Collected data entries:
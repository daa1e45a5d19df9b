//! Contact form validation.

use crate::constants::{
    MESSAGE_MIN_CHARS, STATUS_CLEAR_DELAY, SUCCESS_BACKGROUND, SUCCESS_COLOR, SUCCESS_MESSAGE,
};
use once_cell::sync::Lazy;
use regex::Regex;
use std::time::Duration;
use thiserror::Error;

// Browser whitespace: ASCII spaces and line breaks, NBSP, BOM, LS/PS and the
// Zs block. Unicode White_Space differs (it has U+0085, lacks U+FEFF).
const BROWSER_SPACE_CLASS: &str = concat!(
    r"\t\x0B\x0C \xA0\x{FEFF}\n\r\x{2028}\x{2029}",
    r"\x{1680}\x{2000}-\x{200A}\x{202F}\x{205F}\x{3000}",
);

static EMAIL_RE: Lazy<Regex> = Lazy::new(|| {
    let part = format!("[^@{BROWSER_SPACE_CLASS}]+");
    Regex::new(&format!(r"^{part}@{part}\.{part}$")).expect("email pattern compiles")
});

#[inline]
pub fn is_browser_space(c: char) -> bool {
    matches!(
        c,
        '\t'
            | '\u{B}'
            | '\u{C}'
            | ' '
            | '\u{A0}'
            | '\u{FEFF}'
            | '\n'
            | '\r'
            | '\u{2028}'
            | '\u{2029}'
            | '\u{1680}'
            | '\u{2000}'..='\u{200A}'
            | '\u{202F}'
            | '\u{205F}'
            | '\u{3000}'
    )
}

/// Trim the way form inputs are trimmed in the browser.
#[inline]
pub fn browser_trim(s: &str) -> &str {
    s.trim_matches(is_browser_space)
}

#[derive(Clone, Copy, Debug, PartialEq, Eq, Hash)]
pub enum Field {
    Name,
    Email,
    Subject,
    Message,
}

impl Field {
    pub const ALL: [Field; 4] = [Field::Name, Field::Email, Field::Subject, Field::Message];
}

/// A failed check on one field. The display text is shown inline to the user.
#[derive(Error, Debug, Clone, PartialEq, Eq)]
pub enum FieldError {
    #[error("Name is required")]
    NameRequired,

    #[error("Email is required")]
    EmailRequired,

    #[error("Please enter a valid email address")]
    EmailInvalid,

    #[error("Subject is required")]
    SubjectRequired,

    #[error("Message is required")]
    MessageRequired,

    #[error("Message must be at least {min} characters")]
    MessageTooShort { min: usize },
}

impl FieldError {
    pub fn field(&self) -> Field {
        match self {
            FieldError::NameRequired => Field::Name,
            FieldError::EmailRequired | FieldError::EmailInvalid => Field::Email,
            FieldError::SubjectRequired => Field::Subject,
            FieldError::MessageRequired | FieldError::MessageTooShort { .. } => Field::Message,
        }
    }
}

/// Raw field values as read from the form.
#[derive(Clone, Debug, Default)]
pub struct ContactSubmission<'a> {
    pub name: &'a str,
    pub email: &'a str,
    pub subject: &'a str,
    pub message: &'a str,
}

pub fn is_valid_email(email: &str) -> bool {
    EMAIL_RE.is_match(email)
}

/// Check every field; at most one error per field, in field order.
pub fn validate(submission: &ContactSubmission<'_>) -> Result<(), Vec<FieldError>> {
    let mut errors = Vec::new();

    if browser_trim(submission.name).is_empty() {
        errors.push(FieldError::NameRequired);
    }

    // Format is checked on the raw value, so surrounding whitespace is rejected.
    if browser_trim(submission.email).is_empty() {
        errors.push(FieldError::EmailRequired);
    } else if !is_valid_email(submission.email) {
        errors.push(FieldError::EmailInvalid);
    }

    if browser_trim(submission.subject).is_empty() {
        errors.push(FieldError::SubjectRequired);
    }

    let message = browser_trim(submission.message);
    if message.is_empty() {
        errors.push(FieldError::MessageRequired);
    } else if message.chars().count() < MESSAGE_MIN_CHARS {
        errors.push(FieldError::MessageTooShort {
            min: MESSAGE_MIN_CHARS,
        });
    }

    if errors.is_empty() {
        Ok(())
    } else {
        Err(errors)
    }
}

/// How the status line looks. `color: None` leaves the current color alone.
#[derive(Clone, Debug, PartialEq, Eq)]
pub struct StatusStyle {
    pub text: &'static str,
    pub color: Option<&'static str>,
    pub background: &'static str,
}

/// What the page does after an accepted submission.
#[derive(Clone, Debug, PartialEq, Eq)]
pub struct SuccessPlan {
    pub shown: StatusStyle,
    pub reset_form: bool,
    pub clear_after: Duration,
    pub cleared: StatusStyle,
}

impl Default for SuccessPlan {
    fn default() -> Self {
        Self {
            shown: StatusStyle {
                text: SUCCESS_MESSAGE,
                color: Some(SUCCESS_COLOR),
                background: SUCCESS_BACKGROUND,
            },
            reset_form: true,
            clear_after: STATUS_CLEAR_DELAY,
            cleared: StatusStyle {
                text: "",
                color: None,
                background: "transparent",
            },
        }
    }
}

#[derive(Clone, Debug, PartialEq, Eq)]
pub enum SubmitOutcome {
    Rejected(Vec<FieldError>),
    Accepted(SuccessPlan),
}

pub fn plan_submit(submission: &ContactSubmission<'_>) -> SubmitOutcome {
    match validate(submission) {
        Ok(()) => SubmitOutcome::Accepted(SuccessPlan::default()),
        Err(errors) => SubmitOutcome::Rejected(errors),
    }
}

To do: State how many lines of the data contain the word "SuccessPlan". Nothing besides the number belongs in the reply.

Task answer: 4